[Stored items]
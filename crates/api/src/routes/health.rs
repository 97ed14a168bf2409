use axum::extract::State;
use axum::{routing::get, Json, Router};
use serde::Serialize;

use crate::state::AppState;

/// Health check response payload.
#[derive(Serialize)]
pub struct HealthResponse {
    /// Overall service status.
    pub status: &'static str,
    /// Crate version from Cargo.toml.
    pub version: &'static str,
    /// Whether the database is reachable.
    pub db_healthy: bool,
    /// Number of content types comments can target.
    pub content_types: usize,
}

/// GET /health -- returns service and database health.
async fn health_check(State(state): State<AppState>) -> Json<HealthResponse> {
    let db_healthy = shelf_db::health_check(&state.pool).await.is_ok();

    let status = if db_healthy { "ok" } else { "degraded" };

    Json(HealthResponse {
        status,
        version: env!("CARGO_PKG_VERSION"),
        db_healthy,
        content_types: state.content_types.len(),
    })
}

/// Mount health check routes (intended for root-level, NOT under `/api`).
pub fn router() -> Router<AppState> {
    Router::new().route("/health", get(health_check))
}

---

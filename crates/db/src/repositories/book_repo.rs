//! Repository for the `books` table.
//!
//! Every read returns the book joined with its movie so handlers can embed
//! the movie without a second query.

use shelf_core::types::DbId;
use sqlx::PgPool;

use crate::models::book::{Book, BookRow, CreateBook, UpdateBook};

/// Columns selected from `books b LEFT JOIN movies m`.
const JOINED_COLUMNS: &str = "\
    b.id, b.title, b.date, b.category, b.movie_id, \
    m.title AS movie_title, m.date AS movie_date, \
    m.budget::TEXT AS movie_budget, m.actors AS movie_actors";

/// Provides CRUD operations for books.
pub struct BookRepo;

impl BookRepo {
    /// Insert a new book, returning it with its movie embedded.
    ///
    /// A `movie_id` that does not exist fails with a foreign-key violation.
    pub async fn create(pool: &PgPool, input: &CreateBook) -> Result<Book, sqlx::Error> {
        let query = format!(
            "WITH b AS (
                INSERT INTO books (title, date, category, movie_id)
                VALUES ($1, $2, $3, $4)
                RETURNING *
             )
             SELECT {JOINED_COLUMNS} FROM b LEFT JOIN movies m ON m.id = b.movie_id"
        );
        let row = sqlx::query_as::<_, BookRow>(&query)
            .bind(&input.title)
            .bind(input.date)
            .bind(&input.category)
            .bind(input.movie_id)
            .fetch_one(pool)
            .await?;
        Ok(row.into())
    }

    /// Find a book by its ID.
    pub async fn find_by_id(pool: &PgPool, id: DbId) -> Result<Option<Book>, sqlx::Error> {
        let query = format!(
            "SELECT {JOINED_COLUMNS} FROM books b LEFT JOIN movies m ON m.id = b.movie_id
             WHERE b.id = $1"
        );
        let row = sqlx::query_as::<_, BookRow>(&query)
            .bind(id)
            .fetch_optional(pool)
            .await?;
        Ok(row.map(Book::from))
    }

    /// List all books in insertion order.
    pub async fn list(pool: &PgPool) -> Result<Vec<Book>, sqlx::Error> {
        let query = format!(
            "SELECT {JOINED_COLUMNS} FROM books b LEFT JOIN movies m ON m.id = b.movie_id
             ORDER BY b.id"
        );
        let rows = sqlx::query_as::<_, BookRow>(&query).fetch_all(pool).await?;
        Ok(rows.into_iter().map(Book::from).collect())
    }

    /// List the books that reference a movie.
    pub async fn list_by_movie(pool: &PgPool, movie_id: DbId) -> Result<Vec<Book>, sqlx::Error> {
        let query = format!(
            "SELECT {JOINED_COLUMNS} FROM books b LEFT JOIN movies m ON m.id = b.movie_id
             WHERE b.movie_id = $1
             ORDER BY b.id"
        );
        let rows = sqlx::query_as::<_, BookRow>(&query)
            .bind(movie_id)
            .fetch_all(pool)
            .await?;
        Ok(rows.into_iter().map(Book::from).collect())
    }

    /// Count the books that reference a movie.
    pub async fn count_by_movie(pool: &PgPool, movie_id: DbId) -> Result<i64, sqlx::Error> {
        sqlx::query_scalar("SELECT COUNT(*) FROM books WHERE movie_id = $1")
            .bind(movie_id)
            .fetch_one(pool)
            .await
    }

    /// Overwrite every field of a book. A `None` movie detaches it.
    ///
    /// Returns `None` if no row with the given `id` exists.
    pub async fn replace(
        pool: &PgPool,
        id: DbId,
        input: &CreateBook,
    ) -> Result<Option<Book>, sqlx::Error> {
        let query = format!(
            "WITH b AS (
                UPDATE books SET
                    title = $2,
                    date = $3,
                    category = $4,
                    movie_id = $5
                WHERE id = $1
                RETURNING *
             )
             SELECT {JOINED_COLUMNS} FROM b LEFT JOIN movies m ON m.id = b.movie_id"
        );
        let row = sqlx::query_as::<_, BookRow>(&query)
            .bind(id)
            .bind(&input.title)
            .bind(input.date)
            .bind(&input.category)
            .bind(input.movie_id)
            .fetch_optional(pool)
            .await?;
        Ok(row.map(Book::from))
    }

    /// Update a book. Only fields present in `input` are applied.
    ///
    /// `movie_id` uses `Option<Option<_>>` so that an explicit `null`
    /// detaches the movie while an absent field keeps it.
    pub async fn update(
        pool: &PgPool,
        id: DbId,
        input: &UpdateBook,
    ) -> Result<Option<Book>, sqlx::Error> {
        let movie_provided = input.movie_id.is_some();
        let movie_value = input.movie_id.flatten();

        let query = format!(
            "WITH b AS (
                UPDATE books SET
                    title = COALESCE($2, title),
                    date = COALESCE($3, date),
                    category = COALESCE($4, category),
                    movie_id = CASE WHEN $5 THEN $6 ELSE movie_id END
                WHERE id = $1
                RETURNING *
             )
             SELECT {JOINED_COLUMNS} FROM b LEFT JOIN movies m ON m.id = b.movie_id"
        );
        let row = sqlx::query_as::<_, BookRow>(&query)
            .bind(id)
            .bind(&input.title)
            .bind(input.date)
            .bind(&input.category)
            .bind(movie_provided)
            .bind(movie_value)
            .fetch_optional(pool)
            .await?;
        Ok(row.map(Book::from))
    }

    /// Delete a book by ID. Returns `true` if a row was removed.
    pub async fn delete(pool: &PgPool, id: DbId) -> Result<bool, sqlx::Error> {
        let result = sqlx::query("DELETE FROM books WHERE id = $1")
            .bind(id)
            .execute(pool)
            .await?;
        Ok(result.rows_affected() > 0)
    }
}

...

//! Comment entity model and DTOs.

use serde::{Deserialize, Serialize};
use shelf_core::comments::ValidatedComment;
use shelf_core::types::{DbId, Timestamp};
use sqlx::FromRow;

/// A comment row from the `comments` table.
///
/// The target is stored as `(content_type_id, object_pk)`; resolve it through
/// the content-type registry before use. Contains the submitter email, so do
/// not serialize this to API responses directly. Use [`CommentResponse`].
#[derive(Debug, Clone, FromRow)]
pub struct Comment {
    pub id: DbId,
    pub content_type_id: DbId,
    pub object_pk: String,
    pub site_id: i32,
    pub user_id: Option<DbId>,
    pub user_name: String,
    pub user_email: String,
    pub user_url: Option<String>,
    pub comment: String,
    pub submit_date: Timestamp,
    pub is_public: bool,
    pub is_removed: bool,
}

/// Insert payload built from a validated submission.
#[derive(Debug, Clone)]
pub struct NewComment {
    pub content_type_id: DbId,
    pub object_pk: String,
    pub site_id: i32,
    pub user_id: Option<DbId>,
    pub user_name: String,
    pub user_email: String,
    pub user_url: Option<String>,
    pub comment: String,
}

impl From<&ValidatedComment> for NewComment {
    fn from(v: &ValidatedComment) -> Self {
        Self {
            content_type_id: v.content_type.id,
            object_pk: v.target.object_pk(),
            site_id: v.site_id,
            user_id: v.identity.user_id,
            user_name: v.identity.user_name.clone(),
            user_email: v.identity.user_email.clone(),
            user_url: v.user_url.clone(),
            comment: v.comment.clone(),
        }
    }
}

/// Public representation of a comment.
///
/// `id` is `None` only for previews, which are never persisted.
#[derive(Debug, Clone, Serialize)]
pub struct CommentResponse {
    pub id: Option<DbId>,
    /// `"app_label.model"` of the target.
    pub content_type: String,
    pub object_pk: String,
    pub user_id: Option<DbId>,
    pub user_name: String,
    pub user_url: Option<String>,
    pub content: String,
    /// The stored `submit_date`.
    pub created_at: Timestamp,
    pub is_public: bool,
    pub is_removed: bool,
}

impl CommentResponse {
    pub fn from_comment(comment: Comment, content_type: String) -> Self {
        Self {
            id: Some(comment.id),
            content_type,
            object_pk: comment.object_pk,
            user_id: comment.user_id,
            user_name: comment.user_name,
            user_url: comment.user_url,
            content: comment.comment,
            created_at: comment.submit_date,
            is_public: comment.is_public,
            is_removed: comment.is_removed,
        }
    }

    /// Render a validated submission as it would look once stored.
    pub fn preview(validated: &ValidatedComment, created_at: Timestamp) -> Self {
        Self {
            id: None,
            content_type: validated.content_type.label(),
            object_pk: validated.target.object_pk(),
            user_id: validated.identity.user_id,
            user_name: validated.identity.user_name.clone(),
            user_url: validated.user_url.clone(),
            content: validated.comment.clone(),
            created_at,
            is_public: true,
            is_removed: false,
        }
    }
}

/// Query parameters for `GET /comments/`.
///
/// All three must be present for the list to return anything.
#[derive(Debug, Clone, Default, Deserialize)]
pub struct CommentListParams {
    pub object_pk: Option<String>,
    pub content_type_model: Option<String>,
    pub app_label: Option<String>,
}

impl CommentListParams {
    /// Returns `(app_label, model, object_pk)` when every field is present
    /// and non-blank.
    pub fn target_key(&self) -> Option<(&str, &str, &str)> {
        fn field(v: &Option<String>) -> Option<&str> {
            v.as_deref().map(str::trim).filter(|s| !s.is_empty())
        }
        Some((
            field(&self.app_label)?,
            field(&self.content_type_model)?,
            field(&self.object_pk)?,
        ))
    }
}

(Directions for this task): Pick each line holding the word "detaches" out of the data and copy it.

(Completed exercise):
    /// Overwrite every field of a book. A `None` movie detaches it.
    /// detaches the movie while an absent field keeps it.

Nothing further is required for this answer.